Following upgrade of Flux from CUDA 1 to CUDA 2, operations running on CUDA appear to allocate more as well as being slightly slower.
For example, on a LSTM, with CUDA 2.1 :
8.572 s (16390042 allocations: 3.92 GiB)
CUDA 1.3.3:
8.102 s (18654053 allocations: 580.29 MiB)
Could it be that the memory allocations from CUDNN calls were simply not captured previously?
With a more basic Dense model, the allocations with CUDA 2.1 are now slightly lower, but is clearly slower than with 1.3.3, which seems to hint to allocations not captured by CUDNN call, but still pointing to performance regression with newest CUDA 2.1.
CUDA 2.1:
245.949 ms (119956 allocations: 3.53 MiB)
CUDA 1.3.3:
144.685 ms (127057 allocations: 3.74 MiB)

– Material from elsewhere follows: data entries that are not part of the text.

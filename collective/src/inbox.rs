//! Per-worker inbox for rows broadcast within one process.

use std::collections::HashMap;
use std::sync::Mutex;

use tokio::sync::Notify;

use crate::Error;

/// Rows addressed to a single worker, keyed by collective sequence number.
///
/// Each inbox has exactly one consumer, its owning worker, so a single
/// stored `Notify` permit is enough to never miss a delivery.
pub struct Inbox {
    slots: Mutex<HashMap<u64, Vec<f64>>>,
    notify: Notify,
}

impl Inbox {
    pub fn new() -> Self {
        Self {
            slots: Mutex::new(HashMap::new()),
            notify: Notify::new(),
        }
    }

    pub fn deliver(&self, tag: u64, row: Vec<f64>) -> Result<(), Error> {
        self.slots
            .lock()
            .map_err(|_| Error::Poisoned)?
            .insert(tag, row);
        self.notify.notify_one();
        Ok(())
    }

    /// Waits until the row tagged `tag` has been delivered and removes it.
    pub async fn take(&self, tag: u64) -> Result<Vec<f64>, Error> {
        loop {
            let ready = {
                let mut slots = self.slots.lock().map_err(|_| Error::Poisoned)?;
                slots.remove(&tag)
            };
            if let Some(row) = ready {
                return Ok(row);
            }
            self.notify.notified().await;
        }
    }

    pub fn is_empty(&self) -> Result<bool, Error> {
        Ok(self.slots.lock().map_err(|_| Error::Poisoned)?.is_empty())
    }
}

impl Default for Inbox {
    fn default() -> Self {
        Self::new()
    }
}
//! Row-cyclic assignment of matrix rows to workers.

use std::ops::Range;

use crate::Error;

/// Worker that owns row `row` among `workers` workers.
///
/// `workers` must be non-zero.
pub fn owner(row: usize, workers: usize) -> usize {
    row % workers
}

/// Maps each row to exactly one worker with `row % workers`.
///
/// The assignment is fixed for the whole run: the owner of a row is the
/// only worker that updates it and the root of every broadcast of it.
#[derive(Debug, Clone, Copy, PartialEq, Eq)]
pub struct RowDistributor {
    workers: usize,
}

impl RowDistributor {
    pub fn new(workers: usize) -> Result<Self, Error> {
        if workers == 0 {
            return Err(Error::NoWorkers);
        }
        Ok(Self { workers })
    }

    pub fn workers(&self) -> usize {
        self.workers
    }

    pub fn owner(&self, row: usize) -> usize {
        owner(row, self.workers)
    }

    /// Rows of `rows` owned by `worker`, in increasing order.
    pub fn owned_rows(&self, worker: usize, rows: Range<usize>) -> impl Iterator<Item = usize> {
        debug_assert!(worker < self.workers);
        let skip = (worker + self.workers - rows.start % self.workers) % self.workers;
        (rows.start + skip..rows.end).step_by(self.workers)
    }

    /// Splits `rows` into one list per worker.
    pub fn partition(&self, rows: Range<usize>) -> Vec<Vec<usize>> {
        (0..self.workers)
            .map(|worker| self.owned_rows(worker, rows.clone()).collect())
            .collect()
    }
}
//! Error types for collective operations.

use thiserror::Error;

#[derive(Debug, Error)]
pub enum Error {
    #[error("peer {0} disconnected")]
    Disconnected(usize),

    #[error("broadcast length mismatch: expected {expected}, got {got}")]
    LengthMismatch { expected: usize, got: usize },

    #[error("broadcast root {root} is outside a group of {size} workers")]
    InvalidRoot { root: usize, size: usize },

    #[error("unexpected message from peer {peer} for collective #{tag}")]
    Unexpected { tag: u64, peer: usize },

    #[error("inbox lock poisoned")]
    Poisoned,
}
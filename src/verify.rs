//! Element-wise comparison of factorization results.
//!
//! The parallel eliminator performs the same operations in the same order as
//! the serial one, so results are compared exactly, never with a tolerance.

use crate::Matrix;

/// Returns `true` if both matrices have the same shape and every pair of
/// entries compares equal under IEEE `==`.
///
/// A NaN anywhere makes the result `false`; use [`bitwise_equal`] to compare
/// degenerate factorizations.
pub fn equal(a: &Matrix, b: &Matrix) -> bool {
    same_shape(a, b) && a.as_slice().iter().zip(b.as_slice()).all(|(x, y)| x == y)
}

/// Returns `true` if both matrices have the same shape and identical bit
/// patterns in every entry.
pub fn bitwise_equal(a: &Matrix, b: &Matrix) -> bool {
    same_shape(a, b)
        && a.as_slice()
            .iter()
            .zip(b.as_slice())
            .all(|(x, y)| x.to_bits() == y.to_bits())
}

/// Position of the first entry where `a` and `b` differ under `==`.
///
/// Returns `None` when the shapes differ, since no position is shared by
/// both; check [`equal`] first to tell that case from a match.
pub fn first_mismatch(a: &Matrix, b: &Matrix) -> Option<(usize, usize)> {
    if !same_shape(a, b) {
        return None;
    }
    a.as_slice()
        .iter()
        .zip(b.as_slice())
        .position(|(x, y)| x != y)
        .map(|idx| (idx / a.cols(), idx % a.cols()))
}

fn same_shape(a: &Matrix, b: &Matrix) -> bool {
    a.rows() == b.rows() && a.cols() == b.cols()
}
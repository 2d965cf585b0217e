//! Command-line configuration.

use std::path::PathBuf;

use crate::{Backend, BroadcastScope, Error};

pub const USAGE: &str = "\
Usage:
  lu-decomp -g <n> <output.txt>
      generate a random n x n matrix with entries in [-50, 50]
  lu-decomp <input.txt> <workers> [local|distributed] [all|next-pivot]
      factorize serially and in parallel, then compare the results";

/// Matrices with fewer elements than this are printed to the console.
pub const PRINT_LIMIT: usize = 100;

#[derive(Debug, Clone, PartialEq, Eq)]
pub enum Command {
    Generate {
        size: usize,
        output: PathBuf,
    },
    Decompose {
        input: PathBuf,
        workers: usize,
        backend: Backend,
        scope: BroadcastScope,
    },
}

impl Command {
    /// Parses the arguments that follow the program name.
    pub fn from_args<I>(args: I) -> Result<Self, Error>
    where
        I: IntoIterator,
        I::Item: Into<String>,
    {
        let args: Vec<String> = args.into_iter().map(Into::into).collect();

        match args.first().map(String::as_str) {
            None => Err(usage("missing arguments")),
            Some("-g") => {
                let size = args
                    .get(1)
                    .ok_or_else(|| usage("missing matrix size"))?
                    .parse()
                    .map_err(|_| usage("matrix size must be a non-negative integer"))?;
                let output = args.get(2).ok_or_else(|| usage("missing output file"))?;
                Ok(Command::Generate {
                    size,
                    output: PathBuf::from(output),
                })
            }
            Some(input) => {
                let workers: usize = args
                    .get(1)
                    .ok_or_else(|| usage("missing worker count"))?
                    .parse()
                    .map_err(|_| usage("worker count must be a positive integer"))?;
                if workers == 0 {
                    return Err(usage("worker count must be a positive integer"));
                }
                let backend = match args.get(2) {
                    Some(s) => s.parse()?,
                    None => Backend::default(),
                };
                let scope = match args.get(3) {
                    Some(s) => s.parse()?,
                    None => BroadcastScope::default(),
                };
                Ok(Command::Decompose {
                    input: PathBuf::from(input),
                    workers,
                    backend,
                    scope,
                })
            }
        }
    }
}

fn usage(reason: &str) -> Error {
    Error::Usage(format!("Bad args: {}", reason))
}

To reproduce, I used Flux v0.11.2 (comes with CUDA 2.1). And for the CUDA 1.3.3 comparison, I used the same Flux v0.11.2, removed CUDA and add CUDA#v1.3.3
.
Code for the Dense example:
using Revise
using Flux
using Statistics: mean
using Random: seed!
# illustrate diverging behavior of GPU execution
seed!(123)
feat = 64
hidden = 256
batch_size = 1024
m_cpu = Chain(Dense(feat, hidden, relu),
Dense(hidden, hidden, relu),
Dense(hidden, 1))
X = rand(Float32, feat, batch_size)
Y = rand(Float32, batch_size) ./ 10
m_gpu = m_cpu |> gpu
X_gpu = gpu(X)
Y_gpu = gpu(Y)
θ_gpu = Flux.params(m_gpu)
function loss_gpu(x, y)
l = mean((m_gpu(x) .- y).^2)
return l
end
opt_gpu = Descent(1e-3)
function speed_gpu(n=10)
for i in 1:n
Flux.train!(loss_gpu, θ_gpu, [(X_gpu, Y_gpu)], opt_gpu)
end
return loss_gpu(X_gpu, Y_gpu)
end
using BenchmarkTools
@btime speed_gpu(100)